**REQUIREMENT**
Go through the entries below and tally each line holding the string "bool". Return the number only.

═══ EXERCISE DATA

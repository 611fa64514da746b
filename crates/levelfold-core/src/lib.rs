//! # levelfold-core
//!
//! Foundation crate for the levelfold workspace.
//! Defines value helpers (kinds, paths, numeric-aware equality), errors,
//! config, constants, and tracing setup. Every other crate depends on this.

pub mod config;
pub mod constants;
pub mod errors;
pub mod tracing_setup;
pub mod value;

// Re-export the most commonly used types at the crate root.
pub use config::LevelfoldConfig;
pub use errors::{FactorError, LevelfoldError, LevelfoldResult};
pub use value::{ValueKind, ValuePath};
// Single source of truth for all default values.

// --- Factor ---
pub const DEFAULT_PARALLEL: bool = false;
pub const DEFAULT_MIN_LEVELS: usize = 1;

// --- Export ---
pub const DEFAULT_OUTPUT_DIR: &str = "data";
pub const DEFAULT_PRETTY: bool = true;
pub const DEFAULT_INDENT: usize = 2;
pub const DEFAULT_WRITE_MINIFIED: bool = true;

// --- Observability ---
pub const DEFAULT_LOG_LEVEL: &str = "info";
pub const DEFAULT_JSON_LOGS: bool = false;
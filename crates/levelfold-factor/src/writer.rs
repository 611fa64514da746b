//! JSON document writer.

use std::fs;
use std::path::{Path, PathBuf};

use levelfold_core::config::ExportConfig;
use levelfold_core::constants::{JSON_EXTENSION, MINIFIED_EXTENSION};
use levelfold_core::errors::ExportError;
use levelfold_core::export_span;
use serde::Serialize;
use serde_json::ser::PrettyFormatter;
use serde_json::Serializer;
use tracing::info;

/// Writes named documents as `<dir>/<name>.json`, plus a compact
/// `<dir>/<name>.min.json` when configured.
#[derive(Debug, Clone)]
pub struct JsonWriter {
    output_dir: PathBuf,
    pretty: bool,
    indent: usize,
    write_minified: bool,
}

impl JsonWriter {
    pub fn new(config: &ExportConfig) -> Self {
        Self {
            output_dir: PathBuf::from(&config.output_dir),
            pretty: config.pretty,
            indent: config.indent,
            write_minified: config.write_minified,
        }
    }

    pub fn with_output_dir(mut self, dir: impl Into<PathBuf>) -> Self {
        self.output_dir = dir.into();
        self
    }

    pub fn output_dir(&self) -> &Path {
        &self.output_dir
    }

    /// Write `document` under `name`. Returns the paths written.
    pub fn write<T: Serialize + ?Sized>(
        &self,
        name: &str,
        document: &T,
    ) -> Result<Vec<PathBuf>, ExportError> {
        let span = export_span!(name);
        let _enter = span.enter();

        fs::create_dir_all(&self.output_dir).map_err(|e| io_error(&self.output_dir, e))?;

        let mut written = Vec::with_capacity(2);

        let main_path = self.output_dir.join(format!("{name}.{JSON_EXTENSION}"));
        let main = if self.pretty {
            self.to_pretty(document)?
        } else {
            to_compact(document)?
        };
        write_file(&main_path, &main)?;
        written.push(main_path);

        if self.write_minified {
            let min_path = self.output_dir.join(format!("{name}.{MINIFIED_EXTENSION}"));
            write_file(&min_path, &to_compact(document)?)?;
            written.push(min_path);
        }

        info!(files = written.len(), dir = %self.output_dir.display(), "document written");
        Ok(written)
    }

    fn to_pretty<T: Serialize + ?Sized>(&self, document: &T) -> Result<Vec<u8>, ExportError> {
        let indent = vec![b' '; self.indent];
        let mut buf = Vec::new();
        let mut ser = Serializer::with_formatter(&mut buf, PrettyFormatter::with_indent(&indent));
        document.serialize(&mut ser).map_err(serialize_error)?;
        buf.push(b'\n');
        Ok(buf)
    }
}

fn to_compact<T: Serialize + ?Sized>(document: &T) -> Result<Vec<u8>, ExportError> {
    serde_json::to_vec(document).map_err(serialize_error)
}

fn write_file(path: &Path, bytes: &[u8]) -> Result<(), ExportError> {
    fs::write(path, bytes).map_err(|e| io_error(path, e))
}

fn io_error(path: &Path, e: std::io::Error) -> ExportError {
    ExportError::Io {
        path: path.display().to_string(),
        message: e.to_string(),
    }
}

fn serialize_error(e: serde_json::Error) -> ExportError {
    ExportError::Serialize {
        message: e.to_string(),
    }
}
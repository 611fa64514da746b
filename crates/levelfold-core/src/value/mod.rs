//! Helpers over the generic tree type.
//!
//! The tree itself is `serde_json::Value`, built with `preserve_order` so
//! mappings keep insertion order. This module adds what the factoring engine
//! needs on top: value kinds, diagnostic paths, and numeric-aware equality.

mod equality;
mod kind;
mod path;

pub use equality::{numbers_equal, values_equal};
pub use kind::ValueKind;
pub use path::{PathSegment, ValuePath};
//! Command-line argument parsing.

use std::path::PathBuf;

use clap::{Parser, Subcommand};
use levelfold_core::constants::VERSION;

/// Factor per-level data into static and per-level sections.
#[derive(Debug, Parser)]
#[command(name = "levelfold")]
#[command(about = "Factor shared structure out of per-level data", long_about = None)]
#[command(version = VERSION)]
pub struct Cli {
    /// TOML configuration file
    #[arg(long, global = true)]
    pub config: Option<PathBuf>,

    /// Output directory (overrides [export].output_dir)
    #[arg(long, global = true)]
    pub output_dir: Option<PathBuf>,

    /// Write compact JSON instead of indented
    #[arg(long, global = true)]
    pub compact: bool,

    #[command(subcommand)]
    pub command: Commands,
}

#[derive(Debug, Subcommand)]
pub enum Commands {
    /// Factor groups of levels: { group: { level: value } }
    Factor {
        /// Input JSON file
        #[arg(long)]
        input: PathBuf,

        /// Output document name
        #[arg(long, default_value = "factored")]
        name: String,
    },

    /// Convert and factor gem records (a JSON array)
    Gems {
        /// Input JSON file
        #[arg(long)]
        input: PathBuf,

        /// Output document name; the minimal export gets a `_minimal` suffix
        #[arg(long, default_value = "gems")]
        name: String,
    },
}
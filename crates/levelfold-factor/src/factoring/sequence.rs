use levelfold_core::errors::FactorError;
use levelfold_core::value::ValuePath;
use serde_json::Value;
use tracing::trace;

use super::{dispatch, Factored};

/// Factor array-shaped subtrees index by index.
///
/// `None` marks a variant whose sequence is absent (`Null`). Cleared slots
/// become `Null`; lengths never change.
pub(super) fn factor_sequence(
    representative: &[Value],
    variants: &mut [Option<&mut Vec<Value>>],
    path: &ValuePath,
) -> Result<Factored, FactorError> {
    let absent = variants.iter().filter(|v| v.is_none()).count();
    if absent == variants.len() {
        return Ok(Factored::redundant(None));
    }
    if absent > 0 {
        trace!(path = %path, absent, "sequence missing from some levels");
        return Ok(Factored::retained());
    }
    if let Some(len) = variants
        .iter()
        .flatten()
        .map(|v| v.len())
        .find(|&len| len != representative.len())
    {
        trace!(path = %path, expected = representative.len(), found = len, "sequence length differs");
        return Ok(Factored::retained());
    }
    if representative.is_empty() {
        return Ok(Factored::redundant(Some(Value::Array(Vec::new()))));
    }

    let mut static_seq: Option<Vec<Value>> = None;
    let mut fully_redundant = true;
    let mut cleared: Vec<usize> = Vec::new();

    for (index, rep_child) in representative.iter().enumerate() {
        let child_path = path.index(index);
        let mut children: Vec<&mut Value> = variants
            .iter_mut()
            .flatten()
            .filter_map(|v| v.get_mut(index))
            .collect();
        let child = dispatch::factor_at(rep_child, &mut children, &child_path)?;

        if let Some(value) = child.static_value {
            static_seq.get_or_insert_with(|| vec![Value::Null; representative.len()])[index] = value;
        }
        if child.fully_redundant {
            cleared.push(index);
        } else {
            fully_redundant = false;
        }
    }

    for variant in variants.iter_mut().flatten() {
        for &index in &cleared {
            if let Some(slot) = variant.get_mut(index) {
                *slot = Value::Null;
            }
        }
    }

    Ok(Factored::partial(static_seq.map(Value::Array), fully_redundant))
}

#[cfg(test)]
mod tests {
    use crate::factoring::factor_slice;
    use serde_json::{json, Value};

    #[test]
    fn elementwise_factoring_nulls_matched_slots() {
        let rep = json!([10, 20]);
        let mut variants = vec![json!([10, 20]), json!([10, 99])];

        let out = factor_slice(&rep, &mut variants).unwrap();

        assert_eq!(out.static_value, Some(json!([10, null])));
        assert!(!out.fully_redundant);
        assert_eq!(variants, vec![json!([null, 20]), json!([null, 99])]);
    }

    #[test]
    fn all_absent_counts_as_agreement() {
        let rep = json!([1, 2]);
        let mut variants = vec![Value::Null, Value::Null];

        let out = factor_slice(&rep, &mut variants).unwrap();

        assert_eq!(out.static_value, None);
        assert!(out.fully_redundant);
        assert_eq!(variants, vec![Value::Null, Value::Null]);
    }

    #[test]
    fn partial_absence_blocks() {
        let rep = json!([1, 2]);
        let mut variants = vec![json!([1, 2]), Value::Null];

        let out = factor_slice(&rep, &mut variants).unwrap();

        assert_eq!(out.static_value, None);
        assert!(!out.fully_redundant);
        assert_eq!(variants, vec![json!([1, 2]), Value::Null]);
    }

    #[test]
    fn length_mismatch_blocks_even_with_equal_prefix() {
        let rep = json!([1, 2]);
        let mut variants = vec![json!([1, 2]), json!([1, 2, 3])];

        let out = factor_slice(&rep, &mut variants).unwrap();

        assert_eq!(out.static_value, None);
        assert!(!out.fully_redundant);
        assert_eq!(variants, vec![json!([1, 2]), json!([1, 2, 3])]);
    }

    #[test]
    fn empty_sequences_are_redundant() {
        let rep = json!([]);
        let mut variants = vec![json!([]), json!([])];

        let out = factor_slice(&rep, &mut variants).unwrap();

        assert_eq!(out.static_value, Some(json!([])));
        assert!(out.fully_redundant);
    }

    #[test]
    fn fully_matching_sequence_is_all_null() {
        let rep = json!([{"id": "a"}, {"id": "b"}]);
        let mut variants = vec![rep.clone(), rep.clone()];

        let out = factor_slice(&rep, &mut variants).unwrap();

        assert!(out.fully_redundant);
        assert_eq!(out.static_value, Some(rep));
        assert_eq!(variants, vec![json!([null, null]), json!([null, null])]);
    }

    #[test]
    fn nested_mappings_in_sequences_factor_per_key() {
        let rep = json!([{"id": "dmg", "value": 5}]);
        let mut variants = vec![
            json!([{"id": "dmg", "value": 5}]),
            json!([{"id": "dmg", "value": 9}]),
        ];

        let out = factor_slice(&rep, &mut variants).unwrap();

        assert_eq!(out.static_value, Some(json!([{"id": "dmg"}])));
        assert_eq!(
            variants,
            vec![json!([{"value": 5}]), json!([{"value": 9}])]
        );
    }
}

══════

**YOUR SOLUTION**
7